Serguéi Zozulya les pidió a los médicos que trataran de salvarle la mano. Que le dieran “una oportunidad”. Tumbado en una camilla del hospital regional de Mariupol, sin agua, sin calefacción, con las ventanas sin vidrios apenas cegadas con láminas de madera y de cartón, Zozulya cerró los ojos y con el estómago encogido trató de no mirar. Los fármacos escaseaban incluso allí y hacía días que la anestesia general se había acabado, le dijeron los sanitarios. Le durmieron el brazo y parte del torso “con algo”, cuenta. Y le cosieron como pudieron.
Horas antes, cuando trataba de calentar una cacerola con sopa en una fogata del patio de su edificio, donde los vecinos cocinaban como podían, sintió un fortísimo golpe en el brazo y una explosión. “Caí al suelo y vi que mi mano ya no era una mano”, relata en voz baja y tono tranquilo. Después, carreras, un torniquete y al hospital. Allí, tumbado en la sala de operaciones —una sola para varios pacientes para economizar la electricidad del generador que permite al centro seguir funcionando en una ciudad convertida en escombros y sin suministros básicos—, oyó que llevaban a una mujer embarazada con el pie amputado desde el tobillo y una herida abierta en el vientre. “Ya no había bebé. Las enfermeras comentaron que los aviones rusos habían bombardeado dos hospitales. Uno, la maternidad de Mariupol. Era el 9 de marzo”, dice Serguéi.
Es el día 24º de la guerra del presidente ruso, Vladímir Putin, contra Ucrania y la familia Zozulya ya no tiene casa. Serguéi ni siquiera sabe si conservará la mano. Lleva el brazo derecho en cabestrillo con una apretada venda que ha visto días mejores y que necesitaría un lavado urgente. Pero el hombre, de 47 años, su esposa, Oksana, y sus dos hijos están vivos y han escapado del horror. Han huido de Mariupol, una ciudad convertida en ruinas humeantes.

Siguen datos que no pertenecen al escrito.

//! Static mission catalog.
//!
//! Six missions, ids 1..=6, dense, loaded once at process start and never
//! mutated. Each carries the validation spec its validator scores against;
//! the validator is chosen by the spec variant, never by inspecting the
//! submission at runtime.

use std::sync::OnceLock;

use serde::{Deserialize, Serialize};

/// Number of missions in the catalog. `PlayerRecord::current_mission`
/// saturates here.
pub const MISSION_COUNT: u8 = 6;

/// Canonical category a raw Dockerfile instruction classifies into.
#[derive(Debug, Clone, Copy, PartialEq, Eq, Hash, Serialize, Deserialize)]
#[serde(rename_all = "snake_case")]
pub enum BlockCategory {
    From,
    Workdir,
    CopyManifest,
    InstallDeps,
    CopySource,
    Expose,
    Cmd,
    Extra,
}

impl std::fmt::Display for BlockCategory {
    fn fmt(&self, f: &mut std::fmt::Formatter<'_>) -> std::fmt::Result {
        let label = match self {
            BlockCategory::From => "FROM (base image)",
            BlockCategory::Workdir => "WORKDIR",
            BlockCategory::CopyManifest => "COPY (dependency manifest)",
            BlockCategory::InstallDeps => "RUN (install dependencies)",
            BlockCategory::CopySource => "COPY (application code)",
            BlockCategory::Expose => "EXPOSE",
            BlockCategory::Cmd => "CMD",
            BlockCategory::Extra => "unrecognized instruction",
        };
        write!(f, "{label}")
    }
}

/// Spec for the Dockerfile ordering mission.
#[derive(Debug, Clone, PartialEq, Eq, Serialize, Deserialize)]
pub struct OrderedBlocksSpec {
    /// Required category at each graded slot, in order.
    pub required: Vec<BlockCategory>,
}

/// One toggleable optimization in the layer-caching mission.
#[derive(Debug, Clone, PartialEq, Eq, Serialize, Deserialize)]
pub struct OptimizationDef {
    pub id: String,
    pub label: String,
    /// Seconds shaved off the simulated build time when applied.
    pub time_saved_s: u32,
    /// Megabytes shaved off the simulated image size when applied.
    pub size_saved_mb: u32,
}

/// Spec for the layer-caching mission. Targets come from the difficulty
/// settings, not from here.
#[derive(Debug, Clone, PartialEq, Eq, Serialize, Deserialize)]
pub struct BuildMetricsSpec {
    pub base_time_s: u32,
    pub base_size_mb: u32,
    pub optimizations: Vec<OptimizationDef>,
}

impl BuildMetricsSpec {
    #[must_use]
    pub fn optimization(&self, id: &str) -> Option<&OptimizationDef> {
        self.optimizations.iter().find(|o| o.id == id)
    }
}

/// Spec for the pipeline-assembly mission.
#[derive(Debug, Clone, PartialEq, Eq, Serialize, Deserialize)]
pub struct JobGraphSpec {
    /// Job names the pipeline must declare (matched case-insensitively).
    pub required_jobs: Vec<String>,
    /// Job that must have at least one dependent.
    pub test_job: String,
    /// Job that must depend (transitively) on `test_job`.
    pub build_job: String,
    /// Substrings each job's YAML body is scored for.
    pub required_snippets: Vec<String>,
}

/// Spec for the log-analysis mission. The canonical error set is derived
/// by substring search of the needles over the log lines.
#[derive(Debug, Clone, PartialEq, Eq, Serialize, Deserialize)]
pub struct LogErrorsSpec {
    pub log_lines: Vec<String>,
    pub error_needles: Vec<String>,
}

impl LogErrorsSpec {
    /// Indices of log lines that contain any error needle
    /// (case-insensitive).
    #[must_use]
    pub fn canonical_errors(&self) -> Vec<usize> {
        self.log_lines
            .iter()
            .enumerate()
            .filter(|(_, line)| {
                let lower = line.to_lowercase();
                self.error_needles
                    .iter()
                    .any(|needle| lower.contains(&needle.to_lowercase()))
            })
            .map(|(idx, _)| idx)
            .collect()
    }
}

/// Spec for the deployment-configuration mission.
#[derive(Debug, Clone, PartialEq, Eq, Serialize, Deserialize)]
pub struct ConfigFieldsSpec {
    /// Allowed values for the environment field.
    pub allowed_environments: Vec<String>,
    /// Minimum replica count for the field to be considered valid.
    pub min_replicas: u32,
    /// Score at or above which the submission passes.
    pub pass_threshold: u8,
}

/// Risk tier of an incident-recovery strategy. Lower risk scores higher.
#[derive(Debug, Clone, Copy, PartialEq, Eq, Hash, Serialize, Deserialize)]
#[serde(rename_all = "lowercase")]
pub enum RiskTier {
    Low,
    Medium,
    High,
}

impl RiskTier {
    pub(crate) const fn points(self) -> i32 {
        match self {
            RiskTier::Low => 25,
            RiskTier::Medium => 15,
            RiskTier::High => 5,
        }
    }
}

/// One selectable recovery strategy in the outage mission.
#[derive(Debug, Clone, PartialEq, Eq, Serialize, Deserialize)]
pub struct StrategyDef {
    pub id: String,
    pub label: String,
    pub risk: RiskTier,
}

/// Spec for the outage-simulation mission.
#[derive(Debug, Clone, PartialEq, Eq, Serialize, Deserialize)]
pub struct IncidentSpec {
    pub strategies: Vec<StrategyDef>,
    /// Incidents the scenario raises; the resolved fraction is scored
    /// against this.
    pub incident_count: u32,
    pub pass_threshold: u8,
}

impl IncidentSpec {
    #[must_use]
    pub fn strategy(&self, id: &str) -> Option<&StrategyDef> {
        self.strategies.iter().find(|s| s.id == id)
    }
}

/// Closed set of validation spec shapes, one variant per mission kind.
#[derive(Debug, Clone, PartialEq, Serialize, Deserialize)]
#[serde(rename_all = "snake_case")]
pub enum ValidationSpec {
    OrderedBlocks(OrderedBlocksSpec),
    BuildMetrics(BuildMetricsSpec),
    JobGraph(JobGraphSpec),
    LogErrors(LogErrorsSpec),
    ConfigFields(ConfigFieldsSpec),
    IncidentResponse(IncidentSpec),
}

impl ValidationSpec {
    /// Short kind label used in spec-mismatch diagnostics.
    #[must_use]
    pub const fn kind(&self) -> &'static str {
        match self {
            ValidationSpec::OrderedBlocks(_) => "ordered_blocks",
            ValidationSpec::BuildMetrics(_) => "build_metrics",
            ValidationSpec::JobGraph(_) => "job_graph",
            ValidationSpec::LogErrors(_) => "log_errors",
            ValidationSpec::ConfigFields(_) => "config_fields",
            ValidationSpec::IncidentResponse(_) => "incident_response",
        }
    }
}

/// Immutable definition of one mission, built once at startup.
#[derive(Debug, Clone, PartialEq, Serialize, Deserialize)]
pub struct MissionDefinition {
    /// 1-based, dense, defines unlock order.
    pub id: u8,
    pub title: String,
    /// One-line description of the DevOps concept being taught.
    pub concept: String,
    pub validation: ValidationSpec,
}

/// The full catalog, ids 1..=6 in order.
pub fn catalog() -> &'static [MissionDefinition] {
    static CATALOG: OnceLock<Vec<MissionDefinition>> = OnceLock::new();
    CATALOG.get_or_init(build_catalog)
}

/// Look up a mission by id.
#[must_use]
pub fn mission(id: u8) -> Option<&'static MissionDefinition> {
    catalog().iter().find(|m| m.id == id)
}

fn build_catalog() -> Vec<MissionDefinition> {
    vec![
        MissionDefinition {
            id: 1,
            title: "Dockerfile Detective".to_string(),
            concept: "Order Dockerfile instructions for a working build".to_string(),
            validation: ValidationSpec::OrderedBlocks(OrderedBlocksSpec {
                required: vec![
                    BlockCategory::From,
                    BlockCategory::Workdir,
                    BlockCategory::CopyManifest,
                    BlockCategory::InstallDeps,
                    BlockCategory::CopySource,
                ],
            }),
        },
        MissionDefinition {
            id: 2,
            title: "Layer Cache Heist".to_string(),
            concept: "Exploit layer caching to cut build time and image size".to_string(),
            validation: ValidationSpec::BuildMetrics(BuildMetricsSpec {
                base_time_s: 120,
                base_size_mb: 1_200,
                optimizations: vec![
                    OptimizationDef {
                        id: "slim-base".to_string(),
                        label: "Use a slim base image".to_string(),
                        time_saved_s: 20,
                        size_saved_mb: 500,
                    },
                    OptimizationDef {
                        id: "dockerignore".to_string(),
                        label: "Add a .dockerignore".to_string(),
                        time_saved_s: 15,
                        size_saved_mb: 120,
                    },
                    OptimizationDef {
                        id: "multi-stage".to_string(),
                        label: "Multi-stage build".to_string(),
                        time_saved_s: 25,
                        size_saved_mb: 300,
                    },
                    OptimizationDef {
                        id: "combine-run".to_string(),
                        label: "Combine RUN layers".to_string(),
                        time_saved_s: 30,
                        size_saved_mb: 80,
                    },
                ],
            }),
        },
        MissionDefinition {
            id: 3,
            title: "Pipeline Plumber".to_string(),
            concept: "Wire CI jobs into a valid dependency graph".to_string(),
            validation: ValidationSpec::JobGraph(JobGraphSpec {
                required_jobs: vec![
                    "lint".to_string(),
                    "test".to_string(),
                    "build".to_string(),
                    "deploy".to_string(),
                ],
                test_job: "test".to_string(),
                build_job: "build".to_string(),
                required_snippets: vec![
                    "runs-on".to_string(),
                    "actions/checkout".to_string(),
                    "steps:".to_string(),
                ],
            }),
        },
        MissionDefinition {
            id: 4,
            title: "Log Sleuth".to_string(),
            concept: "Find and fix the errors hiding in the deploy logs".to_string(),
            validation: ValidationSpec::LogErrors(LogErrorsSpec {
                log_lines: vec![
                    "2024-03-01T09:12:01Z INFO  starting deploy of web-api v1.4.2".to_string(),
                    "2024-03-01T09:12:02Z INFO  pulling image registry.local/web-api:1.4.2"
                        .to_string(),
                    "2024-03-01T09:12:09Z ERROR image pull failed: manifest unknown".to_string(),
                    "2024-03-01T09:12:10Z INFO  retrying pull with tag 1.4.1".to_string(),
                    "2024-03-01T09:12:18Z WARN  liveness probe slow (1.9s)".to_string(),
                    "2024-03-01T09:12:21Z ERROR connection refused: postgres:5432".to_string(),
                    "2024-03-01T09:12:22Z INFO  restarting pod web-api-7d4f".to_string(),
                    "2024-03-01T09:12:30Z FATAL OOMKilled: container exceeded memory limit"
                        .to_string(),
                    "2024-03-01T09:12:31Z INFO  rollout paused".to_string(),
                ],
                error_needles: vec![
                    "error".to_string(),
                    "fatal".to_string(),
                    "failed".to_string(),
                ],
            }),
        },
        MissionDefinition {
            id: 5,
            title: "Config Conjurer".to_string(),
            concept: "Write a deployment config that would actually ship".to_string(),
            validation: ValidationSpec::ConfigFields(ConfigFieldsSpec {
                allowed_environments: vec![
                    "development".to_string(),
                    "staging".to_string(),
                    "production".to_string(),
                ],
                min_replicas: 1,
                pass_threshold: 80,
            }),
        },
        MissionDefinition {
            id: 6,
            title: "Midnight Pager".to_string(),
            concept: "Respond to a production outage under time pressure".to_string(),
            validation: ValidationSpec::IncidentResponse(IncidentSpec {
                strategies: vec![
                    StrategyDef {
                        id: "rollback".to_string(),
                        label: "Roll back to the last good release".to_string(),
                        risk: RiskTier::Low,
                    },
                    StrategyDef {
                        id: "scale-up".to_string(),
                        label: "Scale out the healthy replicas".to_string(),
                        risk: RiskTier::Low,
                    },
                    StrategyDef {
                        id: "hotfix".to_string(),
                        label: "Patch forward with a hotfix".to_string(),
                        risk: RiskTier::Medium,
                    },
                    StrategyDef {
                        id: "restart".to_string(),
                        label: "Restart the crashing pods".to_string(),
                        risk: RiskTier::Medium,
                    },
                    StrategyDef {
                        id: "debug-live".to_string(),
                        label: "Debug directly on production".to_string(),
                        risk: RiskTier::High,
                    },
                ],
                incident_count: 3,
                pass_threshold: 70,
            }),
        },
    ]
}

No saben cuánto durará, pero por primera vez en semanas pueden estirar las piernas al aire libre más de cinco minutos sin tener que correr a acurrucarse en el sótano por los bombardeos. Aunque sea en el aparcamiento de un anodino centro comercial de Zaporiyia (en el todavía no demasiado atacado centro-sur de Ucrania), transformado en un punto de primera respuesta para atender a desplazados por la invasión del Kremlin. Sobre todo de Mariupol, de donde se calcula que a duras penas han escapado unas 20.000 personas, según las autoridades. Gente que lo ha perdido casi todo. Como ellos, que hasta hace un mes pensaban en el horizonte de las vacaciones, de los paseos familiares por la playa bajo el sol. De otro día de trabajo para Serguéi, que se dedica al alquiler de bungalós en el mar de Azov. De otra carantoña para el pequeño Nikita, un chiquillo rubio y mofletudo de un año y ocho meses, o de las buenas notas de Igor, de 13 años, que camina como una fierecilla desenjaulada por el recinto.